È un traguardo importante quello che festeggia il Festival Internazionale TriesteLovesJazzgiunto alla sua ventesima edizione.

Promosso dal Comune di Trieste nell’ambito di “TriesteEstate” e organizzato dalla Casa della Musica/Scuola di Musica55, si articola in 24 eventi nel periodo compreso tra luglio e settembre.

Il programma del Festival è stato presentato oggi dall’assessore alla Cultura e al Turismo, Giorgio Rossi, e dal direttore artistico, Gabriele Centis, nel corso di una conferenza stampa ospitata dal Museo d’Arte Orientale, alla presenza del presidente della Comunità Croata, Damir Murkovic, e di numerosi artisti coinvolti nell’edizione 2026 del Festival.

L’assessore alla Cultura e al Turismo, Giorgio Rossi, ha detto che il “Festival Internazionale TriesteLovesJazz” è stato tra i primi festival a entrare a far parte del cartellone di Trieste Estate e rappresenta un appuntamento di grande valore per la città.

“Desidero sottolineare, in particolare, il lavoro di Gabriele Centis, persona di straordinaria competenza, passione e determinazione, che contribuisce in modo decisivo alla qualità della manifestazione. TriesteLovesJazzrichiama ogni anno numerosi appassionati e celebra un genere musicale che a Trieste vanta una lunga e significativa tradizione. Ricordo – ha continuato l’assessore Rossi – gli anni Cinquanta, durante la presenza degli angloamericani in città, quando il jazz risuonava non solo nei locali ma anche nelle strade, diventando parte integrante della vita cittadina. A tutti gli organizzatori, agli artisti e al pubblico rivolgo i miei migliori auguri per il successo di questa nuova edizione del Festival”.
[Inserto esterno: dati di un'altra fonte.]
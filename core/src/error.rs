use thiserror::Error;

#[derive(Debug, Error)]
pub enum CatalogError {
    #[error("missing required Jamendo field: {0}")]
    MissingField(&'static str),

    #[error("invalid value for Jamendo field {field}: {value}")]
    InvalidField { field: &'static str, value: String },

    #[error("track {0} is not in the local catalog")]
    TrackNotFound(i64),

    #[error("user {user_id} already favorited track {track_id}")]
    AlreadyFavorited { user_id: String, track_id: i64 },

    #[error("user {user_id} has not favorited track {track_id}")]
    FavoriteNotFound { user_id: String, track_id: i64 },

    #[error("a play needs either a user or a session id")]
    MissingListener,

    #[error("storage error: {0}")]
    Storage(#[from] rusqlite::Error),

    #[error("io error: {0}")]
    Io(#[from] std::io::Error),

    #[error("serialization error: {0}")]
    Serialization(#[from] serde_json::Error),

    #[error("database lock poisoned")]
    LockPoisoned,
}

impl CatalogError {
    /// True for errors caused by the caller's input rather than the store.
    pub fn is_client_error(&self) -> bool {
        !matches!(
            self,
            CatalogError::Storage(_)
                | CatalogError::Io(_)
                | CatalogError::Serialization(_)
                | CatalogError::LockPoisoned
        )
    }
}

pub type Result<T> = std::result::Result<T, CatalogError>;
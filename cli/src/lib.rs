pub mod app;
pub mod args;
pub mod colors;
pub mod commands;
pub mod display;
pub mod utils;

pub use app::JamcacheApp;
pub use args::{Args, Command};
pub use utils::format_number;
use chrono::{DateTime, Duration, Utc};
use std::sync::{Arc, Mutex};

/// Source of "now" for expiry decisions and record timestamps.
pub trait Clock: Send + Sync {
    fn now(&self) -> DateTime<Utc>;
}

#[derive(Debug, Clone, Copy, Default)]
pub struct SystemClock;

impl Clock for SystemClock {
    fn now(&self) -> DateTime<Utc> {
        Utc::now()
    }
}

/// A clock that only moves when told to. Clones share the same instant.
#[derive(Debug, Clone)]
pub struct ManualClock {
    now: Arc<Mutex<DateTime<Utc>>>,
}

impl ManualClock {
    pub fn new(start: DateTime<Utc>) -> Self {
        Self {
            now: Arc::new(Mutex::new(start)),
        }
    }

    pub fn advance(&self, by: Duration) {
        let mut now = self.now.lock().unwrap_or_else(|poisoned| poisoned.into_inner());
        *now += by;
    }

    pub fn set(&self, to: DateTime<Utc>) {
        let mut now = self.now.lock().unwrap_or_else(|poisoned| poisoned.into_inner());
        *now = to;
    }
}

impl Default for ManualClock {
    fn default() -> Self {
        Self::new(Utc::now())
    }
}

impl Clock for ManualClock {
    fn now(&self) -> DateTime<Utc> {
        *self.now.lock().unwrap_or_else(|poisoned| poisoned.into_inner())
    }
}

impl<C: Clock + ?Sized> Clock for Arc<C> {
    fn now(&self) -> DateTime<Utc> {
        (**self).now()
    }
}
//! Target enrollment extraction
//!
//! Registries report target size as a plain integer, except where a
//! breakdown by arm is given as `label:N;` tokens. Breakdowns are summed.

use lazy_static::lazy_static;
use regex::Regex;
use serde::{Serialize, Serializer};
use std::fmt;

use crate::{CleaningError, RawValue, Result};

lazy_static! {
    static ref ARM_SIZE: Regex = Regex::new(r":(\d{1,10});").unwrap();
}

pub const NOT_AVAILABLE: &str = "Not Available";

/// Parsed target enrollment
#[derive(Debug, Clone, Copy, PartialEq, Eq)]
pub enum TargetEnrollment {
    Count(i64),
    NotAvailable,
}

impl fmt::Display for TargetEnrollment {
    fn fmt(&self, f: &mut fmt::Formatter<'_>) -> fmt::Result {
        match self {
            TargetEnrollment::Count(n) => write!(f, "{}", n),
            TargetEnrollment::NotAvailable => write!(f, "{}", NOT_AVAILABLE),
        }
    }
}

impl Serialize for TargetEnrollment {
    fn serialize<S: Serializer>(&self, serializer: S) -> std::result::Result<S::Ok, S::Error> {
        match self {
            TargetEnrollment::Count(n) => serializer.serialize_i64(*n),
            TargetEnrollment::NotAvailable => serializer.serialize_str(NOT_AVAILABLE),
        }
    }
}

/// Why a single value could not be read
#[derive(Debug, Clone, PartialEq)]
pub struct UnsupportedValue(pub RawValue);

/// Extract one target size.
///
/// - integers (or integer text) are returned as is
/// - text carrying `:N;` tokens yields the sum of all `N`
/// - missing/empty values yield `NotAvailable`
/// - anything else is unsupported
pub fn extract_target_enrollment(
    value: &RawValue,
) -> std::result::Result<TargetEnrollment, UnsupportedValue> {
    match value {
        v if v.is_null() => Ok(TargetEnrollment::NotAvailable),
        RawValue::Integer(n) => Ok(TargetEnrollment::Count(*n)),
        RawValue::Float(x) if x.is_finite() && x.abs() < i64::MAX as f64 => {
            Ok(TargetEnrollment::Count(x.trunc() as i64))
        }
        RawValue::Text(s) => {
            if let Ok(n) = s.trim().parse::<i64>() {
                return Ok(TargetEnrollment::Count(n));
            }
            let arms: Vec<i64> = ARM_SIZE
                .captures_iter(s)
                .filter_map(|cap| cap[1].parse().ok())
                .collect();
            if arms.is_empty() {
                return Err(UnsupportedValue(value.clone()));
            }
            sum_arms(&arms)
                .map(TargetEnrollment::Count)
                .ok_or_else(|| UnsupportedValue(value.clone()))
        }
        _ => Err(UnsupportedValue(value.clone())),
    }
}

/// Sum of per-arm sizes, `None` on overflow
fn sum_arms(arms: &[i64]) -> Option<i64> {
    arms.iter().try_fold(0i64, |total, &n| total.checked_add(n))
}

/// Extract target sizes for a whole column.
///
/// Halts on the first unsupported value.
pub fn enroll_extract(values: &[RawValue]) -> Result<Vec<TargetEnrollment>> {
    values
        .iter()
        .enumerate()
        .map(|(index, value)| {
            extract_target_enrollment(value).map_err(|UnsupportedValue(v)| {
                tracing::error!("Unsupported target size ({}) at row {}: {}", v.type_name(), index, v);
                CleaningError::UnsupportedValue {
                    index,
                    value: v.to_string(),
                }
            })
        })
        .collect()
}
“In questi vent’anni abbiamo avuto la fortuna di ospitare nomi leggendari del jazz come Al Foster, Maceo Parker, Marc Johnson, Lenny White, Omar Hakim, Robben Ford, Peter Erskine, Mike Stern, Bill Evans, Kenny Garrett, Eliane Elias per citarne alcuni, o anche di scoprire talenti poi diventate star del jazz contemporaneo come Esperanza Spalding o Gretchen Parlato, arrivate a Trieste a inizio carriera. Il Festival è nato sotto la direzione artistica della Casa della Musica, in stretta collaborazione con il Comune di Trieste. Per l’edizione di quest’anno ha inoltre potuto contare sul prezioso e significativo sostegno della Fondazione CRTrieste e della Fondazione Casali, il cui contributo ha rappresentato un importante valore aggiunto per la realizzazione della manifestazione”, ha detto il direttore artistico del Festival, Gabriele Centis.
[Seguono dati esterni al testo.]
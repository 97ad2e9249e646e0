//! Loosely typed cell values

use serde::{Deserialize, Serialize};
use std::fmt;

/// A single cell as it arrives from a spreadsheet or CSV export
#[derive(Debug, Clone, PartialEq, Serialize, Deserialize)]
#[serde(untagged)]
pub enum RawValue {
    Missing,
    Integer(i64),
    Float(f64),
    Bool(bool),
    Text(String),
}

impl RawValue {
    /// Interpret a CSV cell. Empty cells are missing; everything else is text.
    pub fn from_cell(cell: &str) -> Self {
        if cell.is_empty() {
            RawValue::Missing
        } else {
            RawValue::Text(cell.to_string())
        }
    }

    /// Missing, empty text, or NaN
    pub fn is_null(&self) -> bool {
        match self {
            RawValue::Missing => true,
            RawValue::Float(f) => f.is_nan(),
            RawValue::Text(s) => s.trim().is_empty(),
            _ => false,
        }
    }

    pub fn type_name(&self) -> &'static str {
        match self {
            RawValue::Missing => "missing",
            RawValue::Integer(_) => "integer",
            RawValue::Float(_) => "float",
            RawValue::Bool(_) => "bool",
            RawValue::Text(_) => "text",
        }
    }
}

impl From<&str> for RawValue {
    fn from(s: &str) -> Self {
        RawValue::Text(s.to_string())
    }
}

impl From<i64> for RawValue {
    fn from(n: i64) -> Self {
        RawValue::Integer(n)
    }
}

impl fmt::Display for RawValue {
    fn fmt(&self, f: &mut fmt::Formatter<'_>) -> fmt::Result {
        match self {
            RawValue::Missing => write!(f, "nan"),
            RawValue::Integer(n) => write!(f, "{}", n),
            RawValue::Float(x) => write!(f, "{}", x),
            RawValue::Bool(b) => write!(f, "{}", b),
            RawValue::Text(s) => write!(f, "{}", s),
        }
    }
}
“Da subito il Festival si è caratterizzato per la gratuità del pubblico a tutti gli eventi, così come si è distinto per il suo respiro internazionale, mitteleuropeo ma al tempo stesso con un’attenzione alla scena musicale locale. Dentro al festival hanno trovato ospitalità dal jazz mainstream fino alle espressioni più d’avanguardia e le contaminazioni che caratterizzano la scena contemporanea. Il nostro è un pubblico affezionato, fiduciario che sa di trovare la qualità; senz’altro negli ultimi anni si sono aggiunti sempre più turisti che con il loro entusiasmo hanno spesso contagiato la proverbiale compostezza dei triestini. Il pubblico partecipa, e con grande disinvoltura si ferma nel post concerto a parlare e familiarizzare con i musicisti”.

Nel programma non mancherà il consueto suggestivo concerto all’alba per pianoforte sul Molo Audace a cui quest’anno si aggiunge anche il concerto per l’eclissi solare al bastione San Giusto.

Il palco di Piazza Verdi, quello del giardino dei musei Sartorio e Winckelmann, ospiteranno concerti con la partecipazione di protagonisti della scena del jazz mondiale (Marc Ribot, chitarrista di Tom Waits, la funky band svizzera The Next Movement, la leggenda del basso Chris Minh Doky & The Nomads, il sassofonista ungherese di fama mondiale Tony Lakatos), di vari artisti italiani, europei ed extraeuropei di primo piano e musicisti della città e dintorni che testimoniano, come in ogni edizione, l’alto profilo musicale e la vocazione internazionale del festival.

Tutti i concerti sono ad entrata libera (senza prenotazione) ad esaurimento dei posti.